Project G37S Transmission Upgrade Part 1 – Cooling Upgrades
CSF G37 Automatic radiator
OE mounting points for the radiator support,fans and A/C condenser ensure an easy and headache-free installation.

Our cooling system was in need of an upgrade anyway due to the aging hoses with coolant caking on the ends and the faint whiff of coolant after the car was shutoff.  Most of the time we justify upgrades due to potential track use but being in Phoenix, surface temperatures on the freeway can easily exceed 130 degrees in the summer so the environment is about as extreme as it gets.  We contacted CSF who makes a radiator specifically for our application with the automatic transmission cooler integrated in the radiator.  As an added bonus they also include a new condenser for the A/C system but it means we have to discharge our A/C to install the new condenser.

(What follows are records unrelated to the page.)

use std::fs;
use std::os::unix::fs::PermissionsExt;
use std::path::Path;

use async_trait::async_trait;
use tracing::{debug, instrument, warn};
use walkdir::WalkDir;

use super::{relative_to, Adapter, AdapterError, Bucket, Category, Finding, Location, Severity, Tool};

/// Extensions that should never carry an execute bit.
const NON_EXECUTABLE_EXTENSIONS: &[&str] = &["txt", "md", "json", "xml"];

/// Audits permission bits of every regular file in the project tree.
///
/// Two independent checks per file: world-writable modes (last octal digit
/// 6 or 7) and execute bits on data-file extensions (last octal digit odd).
/// A file can produce zero, one, or two findings.
pub struct PermissionAdapter;

impl PermissionAdapter {
    pub fn new() -> Self {
        Self
    }
}

impl Default for PermissionAdapter {
    fn default() -> Self {
        Self::new()
    }
}

#[async_trait]
impl Adapter for PermissionAdapter {
    fn tool(&self) -> Tool {
        Tool::PermissionChecker
    }

    fn bucket(&self) -> Bucket {
        Bucket::SecurityIssues
    }

    #[instrument(name = "permission_check", skip_all)]
    async fn collect(&self, project_root: &Path) -> Result<Vec<Finding>, AdapterError> {
        let mut findings = Vec::new();
        let entries = WalkDir::new(project_root)
            .sort_by_file_name()
            .into_iter()
            .filter_map(|entry| entry.ok())
            .filter(|entry| entry.file_type().is_file() || entry.path_is_symlink());

        for entry in entries {
            let path = entry.path();
            // Follows links, so a dangling symlink lands in the error arm.
            let metadata = match fs::metadata(path) {
                Ok(metadata) => metadata,
                Err(err) => {
                    warn!(file = %path.display(), %err, "skipping inaccessible metadata");
                    continue;
                }
            };
            if !metadata.is_file() {
                continue;
            }
            let other_bits = metadata.permissions().mode() & 0o7;
            let relative = relative_to(project_root, path);

            if other_bits == 6 || other_bits == 7 {
                findings.push(permission_finding(
                    Severity::Medium,
                    "File is world-writable",
                    &relative,
                ));
            }

            let data_extension = path
                .extension()
                .and_then(|ext| ext.to_str())
                .is_some_and(|ext| NON_EXECUTABLE_EXTENSIONS.contains(&ext));
            if data_extension && other_bits % 2 == 1 {
                findings.push(permission_finding(
                    Severity::Low,
                    "Non-executable file has execute permissions",
                    &relative,
                ));
            }
        }

        debug!(findings = findings.len(), "permission check completed");
        Ok(findings)
    }
}

fn permission_finding(severity: Severity, message: &str, file: &Path) -> Finding {
    Finding {
        tool: Tool::PermissionChecker,
        category: Category::FilePermissions,
        severity,
        message: message.to_string(),
        location: Some(Location::file_only(file)),
        raw_match: None,
    }
}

CSF G37 RadiatorCSF uses a specially engineered B-tube fin design in their radiators for strength and increased cooling efficiency. They are 15% more effective than a traditional oval shaped tube helping them exchange heat more efficiently.  Fin specifications are designed for each application and wind-tunnel tested in the CSF lab. Their radiators are also individually leak tested, vibration tested, thermal cycle and burst pressure tested.

Before we can get started we must first remove the air intakes that sit in front of the A/C condenser.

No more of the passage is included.